**GIVEN ENTRIES**:
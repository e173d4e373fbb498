//! Output sinks for rendered responses
//!
//! The renderer writes through the [`ResponseWriter`] trait: header mutation,
//! a single status write, and body writes. [`ResponseBuffer`] is the sink used
//! with axum; it collects everything and converts into a [`Response`].

use axum::{
    body::Body,
    http::{
        header::{CONTENT_TYPE, X_CONTENT_TYPE_OPTIONS},
        HeaderMap, HeaderValue, StatusCode,
    },
    response::{IntoResponse, Response},
};

/// `Content-Type` header name
pub const CONTENT_TYPE_HEADER: &str = "Content-Type";

/// `Content-Length` header name
pub const CONTENT_LENGTH_HEADER: &str = "Content-Length";

/// Media type of raw binary payloads
pub const CONTENT_BINARY: &str = "application/octet-stream";

/// Media type of JSON payloads
pub const CONTENT_JSON: &str = "application/json";

/// Media type of HTML payloads
pub const CONTENT_HTML: &str = "text/html";

/// Media type of XHTML payloads
pub const CONTENT_XHTML: &str = "application/xhtml+xml";

/// Media type of XML payloads
pub const CONTENT_XML: &str = "text/xml";

/// Content type used for plain-text error bodies
pub const CONTENT_PLAIN_UTF8: &str = "text/plain; charset=utf-8";

/// Sink a request renderer writes its response into
pub trait ResponseWriter {
    /// Response headers
    fn headers(&self) -> &HeaderMap;

    /// Mutable response headers
    fn headers_mut(&mut self) -> &mut HeaderMap;

    /// Write the status line
    ///
    /// Only the first status write takes effect.
    fn write_status(&mut self, status: StatusCode);

    /// Append bytes to the body
    ///
    /// Writing before any status implies `200 OK`.
    fn write(&mut self, bytes: &[u8]);
}

impl<W: ResponseWriter + ?Sized> ResponseWriter for &mut W {
    fn headers(&self) -> &HeaderMap {
        (**self).headers()
    }

    fn headers_mut(&mut self) -> &mut HeaderMap {
        (**self).headers_mut()
    }

    fn write_status(&mut self, status: StatusCode) {
        (**self).write_status(status);
    }

    fn write(&mut self, bytes: &[u8]) {
        (**self).write(bytes);
    }
}

/// In-memory response sink
#[derive(Debug, Default)]
pub struct ResponseBuffer {
    status: Option<StatusCode>,
    headers: HeaderMap,
    body: Vec<u8>,
}

impl ResponseBuffer {
    /// Create an empty buffer
    #[must_use]
    pub fn new() -> Self {
        Self::default()
    }

    /// Status written so far, `200 OK` if none was written
    #[must_use]
    pub fn status(&self) -> StatusCode {
        self.status.unwrap_or(StatusCode::OK)
    }

    /// Whether a status has been written
    #[must_use]
    pub const fn status_written(&self) -> bool {
        self.status.is_some()
    }

    /// Body bytes written so far
    #[must_use]
    pub fn body(&self) -> &[u8] {
        &self.body
    }

    /// Value of the `Content-Type` header, if set and valid UTF-8
    #[must_use]
    pub fn content_type(&self) -> Option<&str> {
        self.headers.get(CONTENT_TYPE).and_then(|v| v.to_str().ok())
    }
}

impl ResponseWriter for ResponseBuffer {
    fn headers(&self) -> &HeaderMap {
        &self.headers
    }

    fn headers_mut(&mut self) -> &mut HeaderMap {
        &mut self.headers
    }

    fn write_status(&mut self, status: StatusCode) {
        match self.status {
            Some(written) => {
                tracing::warn!(
                    written = written.as_u16(),
                    ignored = status.as_u16(),
                    "superfluous status write"
                );
            }
            None => self.status = Some(status),
        }
    }

    fn write(&mut self, bytes: &[u8]) {
        if self.status.is_none() {
            self.status = Some(StatusCode::OK);
        }
        self.body.extend_from_slice(bytes);
    }
}

impl IntoResponse for ResponseBuffer {
    fn into_response(self) -> Response {
        let mut response = Response::new(Body::from(self.body));
        *response.status_mut() = self.status.unwrap_or(StatusCode::OK);
        *response.headers_mut() = self.headers;
        response
    }
}

/// Write a plain-text error response
///
/// Sets a plain-text content type, disables sniffing, writes the status and
/// then the message followed by a newline.
pub fn write_error<W: ResponseWriter + ?Sized>(writer: &mut W, status: StatusCode, message: &str) {
    let headers = writer.headers_mut();
    headers.insert(CONTENT_TYPE, HeaderValue::from_static(CONTENT_PLAIN_UTF8));
    headers.insert(X_CONTENT_TYPE_OPTIONS, HeaderValue::from_static("nosniff"));
    writer.write_status(status);
    writer.write(message.as_bytes());
    writer.write(b"\n");
}

#[cfg(test)]
mod tests {
    use super::*;

    #[test]
    fn test_first_status_wins() {
        let mut buf = ResponseBuffer::new();
        buf.write_status(StatusCode::CREATED);
        buf.write_status(StatusCode::NOT_FOUND);
        assert_eq!(buf.status(), StatusCode::CREATED);
    }

    #[test]
    fn test_write_implies_ok() {
        let mut buf = ResponseBuffer::new();
        buf.write(b"body");
        assert!(buf.status_written());
        buf.write_status(StatusCode::ACCEPTED);
        assert_eq!(buf.status(), StatusCode::OK);
        assert_eq!(buf.body(), b"body");
    }

    #[test]
    fn test_write_error() {
        let mut buf = ResponseBuffer::new();
        write_error(&mut buf, StatusCode::INTERNAL_SERVER_ERROR, "boom");
        assert_eq!(buf.status(), StatusCode::INTERNAL_SERVER_ERROR);
        assert_eq!(buf.content_type(), Some(CONTENT_PLAIN_UTF8));
        assert_eq!(buf.body(), b"boom\n");
    }

    #[test]
    fn test_into_response_keeps_headers() {
        let mut buf = ResponseBuffer::new();
        buf.headers_mut()
            .insert(CONTENT_TYPE, HeaderValue::from_static(CONTENT_JSON));
        buf.write_status(StatusCode::CREATED);

        let response = buf.into_response();
        assert_eq!(response.status(), StatusCode::CREATED);
        assert_eq!(response.headers().get(CONTENT_TYPE).unwrap(), CONTENT_JSON);
    }

    #[test]
    fn test_into_response_without_content_type() {
        let response = ResponseBuffer::new().into_response();
        assert_eq!(response.status(), StatusCode::OK);
        assert!(response.headers().get(CONTENT_TYPE).is_none());
    }
}
//! acton-render: response rendering for axum applications
//!
//! Renders JSON, XML, raw bytes and minijinja HTML templates into HTTP
//! responses. Templates are organized in named template sets, one directory
//! each, compiled up front so that syntax errors surface at startup. HTML
//! renders can be wrapped in a layout that places the page with `yield()`.
//!
//! # Quick Start
//!
//! ```rust,no_run
//! use acton_render::prelude::*;
//! use axum::{routing::get, Router};
//!
//! #[tokio::main]
//! async fn main() -> anyhow::Result<()> {
//!     acton_render::observability::init()?;
//!
//!     // Compile templates/ once; errors here are fatal for startup
//!     let renderer = Renderer::new(RenderOptions::default().with_layout("layout"))?;
//!
//!     let app = Router::new()
//!         .route("/", get(index))
//!         .route("/api", get(api))
//!         .with_state(renderer);
//!
//!     let listener = tokio::net::TcpListener::bind("127.0.0.1:3000").await?;
//!     axum::serve(listener, app).await?;
//!     Ok(())
//! }
//!
//! async fn index(mut render: Render) -> Render {
//!     render.html(StatusCode::OK, "index", &context! { title => "Home" }, None);
//!     render
//! }
//!
//! async fn api(mut render: Render) -> Render {
//!     render.json(StatusCode::OK, &json!({ "ok": true }));
//!     render
//! }
//! ```
//!
//! # Modes
//!
//! In development (`ACTON_ENV` unset or anything other than `production`)
//! template sets are recompiled on every HTML render. In production the
//! compiled sets are cached.

// Lint configuration is handled at the workspace level in Cargo.toml
#![allow(clippy::module_name_repetitions)]

pub mod config;
pub mod error;
pub mod observability;
pub mod pool;
pub mod render;
pub mod response;
pub mod template;

pub mod prelude {
    //! Convenience re-exports for common types and traits
    //!
    //! # Examples
    //!
    //! ```rust
    //! use acton_render::prelude::*;
    //! ```

    pub use crate::config::{HtmlOptions, Mode, RenderConfig, RenderOptions};
    pub use crate::error::RenderError;
    pub use crate::render::{LoadTimes, Render, Renderer};
    pub use crate::response::{ResponseBuffer, ResponseWriter};
    pub use crate::template::{FuncMap, TemplateSets};

    // Re-export key dependencies
    pub use axum;
    pub use axum::http::StatusCode;
    pub use minijinja::context;

    // Convenience for JSON responses
    pub use serde_json::json;
}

**WORK TASK**:
Extract the first line above and each line after it up to and including the one with "the sink used", please, exactly and with nothing else.

**PROBLEM SOLUTION**:
repository e173d4e373fbb498
//! Output sinks for rendered responses
//!
//! The renderer writes through the [`ResponseWriter`] trait: header mutation,
//! a single status write, and body writes. [`ResponseBuffer`] is the sink used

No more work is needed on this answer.